Various existing routing protocols are divided into two classes – proactive and reactive (Nossenson & Schwartz, 2013). Proactive protocols always maintain paths and thus consistent information is always available in routing database. Destination-Sequenced Distance Vector (DSDV) comes under this category. Reactive routing protocols (Recent Trends in Networks and Communications, 2010) which are on-demand protocols where the actual communication path is obtained only when never it is required. Dynamic source routing (DSR), ad hoc on-demand distance vector (AODV), ad hoc on demand multipath (AOMDV) comes under this category.
In DSDV, routes are updated periodically by triggering to their neighbors. But it is observed, that routing and caching overhead is high and throughput is low in DSDV. AODV is more suitable and adaptable to large highly dynamic topologies. DSR reduces route discovery overhead but creates more delay to the packets reaching to the destinations. It is also observed, in high mobility, on-demand routing protocols gives good performance. The DSDV and AOMDV generate high number of control packets and thus consume more bandwidth.

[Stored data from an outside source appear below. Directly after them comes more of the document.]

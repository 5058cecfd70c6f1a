use std::sync::Arc;

use crate::catalog::{Catalog, CatalogError, CatalogProvider, Product, ProductId};
use crate::filtering::FilterEngine;
use crate::xray::InMemoryTraceSink;

pub(super) fn product(
    id: &str,
    name: &str,
    brand: &str,
    sport: &str,
    category: &str,
    rating: u8,
) -> Product {
    Product {
        id: ProductId::from(id),
        name: name.to_string(),
        brand: brand.to_string(),
        sport: sport.to_string(),
        category: category.to_string(),
        price: 89.0,
        rating,
        reviews: 120,
    }
}

pub(super) fn apex_running_shoe() -> Product {
    product("prod-apex", "Apex Running Shoe", "Apex", "Running", "Shoes", 5)
}

/// Small hand-built catalog mixing sports, brands, and ratings.
pub(super) fn sample_catalog() -> Vec<Product> {
    vec![
        product("prod-1", "Velocity Golf Performance Jersey", "Velocity", "Golf", "Apparel", 3),
        apex_running_shoe(),
        product("prod-3", "Nova Tennis Elite Pro Shoes", "Nova", "Tennis", "Footwear", 4),
        product("prod-4", "Nova Golf Equipment", "Nova", "Golf", "Equipment", 5),
        product("prod-5", "Swift Running Performance Compression Top", "Swift", "Running", "Torso", 4),
        product("prod-6", "Titan Gear Smart-Track Golf Monitor", "Titan Gear", "Golf", "Wearables", 3),
    ]
}

pub(super) fn engine() -> (FilterEngine<InMemoryTraceSink>, Arc<InMemoryTraceSink>) {
    let sink = Arc::new(InMemoryTraceSink::default());
    (FilterEngine::new(Arc::clone(&sink)), sink)
}

pub(super) fn catalog_provider() -> Arc<Catalog> {
    Arc::new(Catalog::new(sample_catalog()).expect("sample catalog is valid"))
}

/// Provider standing in for a feed that cannot be reached.
pub(super) struct UnavailableCatalog;

impl CatalogProvider for UnavailableCatalog {
    fn catalog(&self) -> Result<Catalog, CatalogError> {
        Err(CatalogError::Unavailable("feed offline".to_string()))
    }
}

pub(super) fn assert_close(actual: f64, expected: f64) {
    assert!(
        (actual - expected).abs() < 1e-9,
        "expected {expected}, got {actual}"
    );
}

There are several mobility models present. Random waypoint model includes select random direction, speed and variable pause time. The node moves towards random destination with a velocity chosen randomly from [0, Vmax]. In Random walk mobility model, node moves to a new location by randomly choosing a direction and speed. This is similar to RWP but nodes change their speed/direction every time slot, New direction θ is chosen randomly between (0, 2π], New speed chosen from uniform (or Gaussian) distribution (Handbook of Mobile Ad Hoc Networks for Mobility Models, 2011). When node reaches boundary it bounces back with (π-θ). In Manhattan Grid Model nodes move only on predefined paths. In disaster mobility model, disaster area is divided into different zones such as incident zone, casualties treatment zone, transport area and hospital zone (Walunjkar & Rao, 2019a) etc. Figure 1 shows the division of zones in disaster area scenario.
This paper is organized as follows: Section 2 introduces the problem and the issue about non adaptive routing and various methods of designs of adaptive routing. Section 2 also describes the need of further optimization required on adaptive routing protocols in case of higher mobility and higher data rate. The research methodology used in proposed method in detail is given in section 3. Results obtained by performance comparison with existing routing protocol are given in section 4.